*ABOUT THIS TASK*
Both the line below containing "#[derive(Debug, Clone, PartialEq, Serialize)]" and the line containing "pub fn schedulable(&self)", along with every line between them, should be repeated exactly; no other line belongs in the answer.

(Beginning of PROVIDED INFORMATION)

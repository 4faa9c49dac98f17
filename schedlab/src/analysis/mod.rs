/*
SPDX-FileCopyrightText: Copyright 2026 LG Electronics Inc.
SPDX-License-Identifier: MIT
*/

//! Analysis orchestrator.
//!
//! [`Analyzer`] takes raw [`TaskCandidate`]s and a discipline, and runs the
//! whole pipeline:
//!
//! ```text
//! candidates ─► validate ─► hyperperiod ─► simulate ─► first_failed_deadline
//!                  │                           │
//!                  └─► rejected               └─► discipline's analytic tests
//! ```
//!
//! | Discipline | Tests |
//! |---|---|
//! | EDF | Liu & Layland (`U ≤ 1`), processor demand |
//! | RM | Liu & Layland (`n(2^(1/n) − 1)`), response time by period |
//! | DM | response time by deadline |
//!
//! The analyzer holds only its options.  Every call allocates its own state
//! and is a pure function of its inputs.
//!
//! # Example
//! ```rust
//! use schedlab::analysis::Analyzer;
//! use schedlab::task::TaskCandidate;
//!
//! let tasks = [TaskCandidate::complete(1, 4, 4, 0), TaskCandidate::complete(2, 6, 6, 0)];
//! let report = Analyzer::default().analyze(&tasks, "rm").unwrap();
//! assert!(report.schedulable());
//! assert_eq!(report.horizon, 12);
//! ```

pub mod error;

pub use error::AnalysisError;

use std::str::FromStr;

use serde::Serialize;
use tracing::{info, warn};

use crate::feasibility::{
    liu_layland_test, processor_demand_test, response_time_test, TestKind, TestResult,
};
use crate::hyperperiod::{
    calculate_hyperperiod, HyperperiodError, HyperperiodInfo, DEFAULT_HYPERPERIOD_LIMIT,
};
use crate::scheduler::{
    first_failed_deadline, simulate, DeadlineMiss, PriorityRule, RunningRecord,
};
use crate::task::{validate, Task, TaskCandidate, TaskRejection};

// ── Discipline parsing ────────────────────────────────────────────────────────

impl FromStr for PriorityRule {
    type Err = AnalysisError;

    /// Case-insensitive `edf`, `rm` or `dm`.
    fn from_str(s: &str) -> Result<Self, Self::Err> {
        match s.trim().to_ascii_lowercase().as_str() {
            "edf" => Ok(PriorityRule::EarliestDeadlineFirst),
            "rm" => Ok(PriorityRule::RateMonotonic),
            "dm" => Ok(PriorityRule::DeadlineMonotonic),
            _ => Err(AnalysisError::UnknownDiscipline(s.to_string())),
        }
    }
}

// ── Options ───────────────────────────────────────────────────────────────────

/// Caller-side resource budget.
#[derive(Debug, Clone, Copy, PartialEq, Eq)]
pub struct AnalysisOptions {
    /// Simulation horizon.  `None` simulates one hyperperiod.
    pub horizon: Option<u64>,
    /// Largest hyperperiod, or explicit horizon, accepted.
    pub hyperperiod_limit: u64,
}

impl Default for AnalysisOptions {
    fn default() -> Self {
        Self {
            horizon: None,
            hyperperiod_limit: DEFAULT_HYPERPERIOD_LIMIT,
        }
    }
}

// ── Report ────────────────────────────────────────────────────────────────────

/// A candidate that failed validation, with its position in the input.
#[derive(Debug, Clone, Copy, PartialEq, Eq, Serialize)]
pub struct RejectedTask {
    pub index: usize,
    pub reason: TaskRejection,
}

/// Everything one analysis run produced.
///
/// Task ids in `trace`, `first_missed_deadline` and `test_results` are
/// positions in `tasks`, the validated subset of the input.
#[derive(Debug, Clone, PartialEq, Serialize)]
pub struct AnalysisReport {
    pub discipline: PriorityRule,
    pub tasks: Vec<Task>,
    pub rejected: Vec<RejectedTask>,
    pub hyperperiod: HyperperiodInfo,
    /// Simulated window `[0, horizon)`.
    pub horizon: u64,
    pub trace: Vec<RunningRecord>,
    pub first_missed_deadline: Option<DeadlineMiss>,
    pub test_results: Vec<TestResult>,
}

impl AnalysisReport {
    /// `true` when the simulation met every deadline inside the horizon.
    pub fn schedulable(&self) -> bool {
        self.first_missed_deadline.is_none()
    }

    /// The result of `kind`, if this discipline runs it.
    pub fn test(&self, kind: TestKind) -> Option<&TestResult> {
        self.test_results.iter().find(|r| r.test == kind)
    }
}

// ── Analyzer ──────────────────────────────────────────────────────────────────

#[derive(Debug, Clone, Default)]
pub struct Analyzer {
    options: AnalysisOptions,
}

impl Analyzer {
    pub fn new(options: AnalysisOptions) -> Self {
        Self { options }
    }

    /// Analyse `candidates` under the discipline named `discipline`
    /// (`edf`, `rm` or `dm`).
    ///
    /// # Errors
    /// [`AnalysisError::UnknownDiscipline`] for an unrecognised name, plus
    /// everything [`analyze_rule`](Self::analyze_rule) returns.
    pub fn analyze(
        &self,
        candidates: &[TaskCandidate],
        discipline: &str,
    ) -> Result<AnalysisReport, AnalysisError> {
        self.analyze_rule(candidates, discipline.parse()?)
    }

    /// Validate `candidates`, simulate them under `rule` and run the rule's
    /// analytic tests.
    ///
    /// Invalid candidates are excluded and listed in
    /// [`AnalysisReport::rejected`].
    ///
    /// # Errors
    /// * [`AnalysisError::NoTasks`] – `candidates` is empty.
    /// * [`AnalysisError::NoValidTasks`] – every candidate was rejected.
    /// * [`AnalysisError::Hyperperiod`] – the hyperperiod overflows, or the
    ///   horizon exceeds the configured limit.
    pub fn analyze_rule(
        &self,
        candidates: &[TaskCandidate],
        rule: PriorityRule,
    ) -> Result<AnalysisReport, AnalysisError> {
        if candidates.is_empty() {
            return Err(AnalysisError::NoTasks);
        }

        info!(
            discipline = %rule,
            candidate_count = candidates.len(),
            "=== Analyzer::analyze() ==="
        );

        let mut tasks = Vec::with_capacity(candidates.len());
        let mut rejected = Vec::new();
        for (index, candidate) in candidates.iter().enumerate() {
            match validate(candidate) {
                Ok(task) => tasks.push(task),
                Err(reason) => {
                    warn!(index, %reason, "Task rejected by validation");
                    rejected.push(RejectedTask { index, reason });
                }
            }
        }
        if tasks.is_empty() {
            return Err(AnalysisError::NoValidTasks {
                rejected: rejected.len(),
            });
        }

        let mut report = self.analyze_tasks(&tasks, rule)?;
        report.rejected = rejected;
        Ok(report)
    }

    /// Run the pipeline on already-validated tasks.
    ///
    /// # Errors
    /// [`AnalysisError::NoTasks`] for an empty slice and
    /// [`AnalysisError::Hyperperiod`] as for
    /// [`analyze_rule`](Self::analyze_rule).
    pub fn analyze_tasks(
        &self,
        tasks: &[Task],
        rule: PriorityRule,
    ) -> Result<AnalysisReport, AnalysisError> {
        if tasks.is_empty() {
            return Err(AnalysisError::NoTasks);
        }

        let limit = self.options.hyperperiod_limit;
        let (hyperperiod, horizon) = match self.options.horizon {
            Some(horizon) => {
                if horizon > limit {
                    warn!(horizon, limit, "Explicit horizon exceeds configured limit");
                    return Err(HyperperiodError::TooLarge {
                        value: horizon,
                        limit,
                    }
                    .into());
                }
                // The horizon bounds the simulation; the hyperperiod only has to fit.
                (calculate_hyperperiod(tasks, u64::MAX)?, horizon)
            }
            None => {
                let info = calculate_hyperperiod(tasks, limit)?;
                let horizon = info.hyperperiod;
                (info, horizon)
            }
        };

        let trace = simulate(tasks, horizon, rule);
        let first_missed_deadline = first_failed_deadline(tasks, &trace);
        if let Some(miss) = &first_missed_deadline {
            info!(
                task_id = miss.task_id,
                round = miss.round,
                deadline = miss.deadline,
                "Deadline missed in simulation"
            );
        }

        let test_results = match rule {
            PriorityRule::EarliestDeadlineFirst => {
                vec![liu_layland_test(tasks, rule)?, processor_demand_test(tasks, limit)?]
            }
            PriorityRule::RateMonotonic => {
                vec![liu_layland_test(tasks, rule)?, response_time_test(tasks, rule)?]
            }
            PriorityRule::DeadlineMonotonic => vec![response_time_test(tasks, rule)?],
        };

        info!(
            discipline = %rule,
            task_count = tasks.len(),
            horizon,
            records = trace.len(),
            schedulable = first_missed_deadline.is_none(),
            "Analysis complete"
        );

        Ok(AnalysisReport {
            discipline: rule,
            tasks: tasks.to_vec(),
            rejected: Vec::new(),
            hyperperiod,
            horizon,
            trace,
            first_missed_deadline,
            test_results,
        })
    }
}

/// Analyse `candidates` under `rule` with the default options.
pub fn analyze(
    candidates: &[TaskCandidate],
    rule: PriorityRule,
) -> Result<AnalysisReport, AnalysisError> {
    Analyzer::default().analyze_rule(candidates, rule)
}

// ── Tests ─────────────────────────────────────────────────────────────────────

(End of PROVIDED INFORMATION)

*RESPONSE BELOW*
#[derive(Debug, Clone, PartialEq, Serialize)]
pub struct AnalysisReport {
    pub discipline: PriorityRule,
    pub tasks: Vec<Task>,
    pub rejected: Vec<RejectedTask>,
    pub hyperperiod: HyperperiodInfo,
    /// Simulated window `[0, horizon)`.
    pub horizon: u64,
    pub trace: Vec<RunningRecord>,
    pub first_missed_deadline: Option<DeadlineMiss>,
    pub test_results: Vec<TestResult>,
}

impl AnalysisReport {
    /// `true` when the simulation met every deadline inside the horizon.
    pub fn schedulable(&self) -> bool {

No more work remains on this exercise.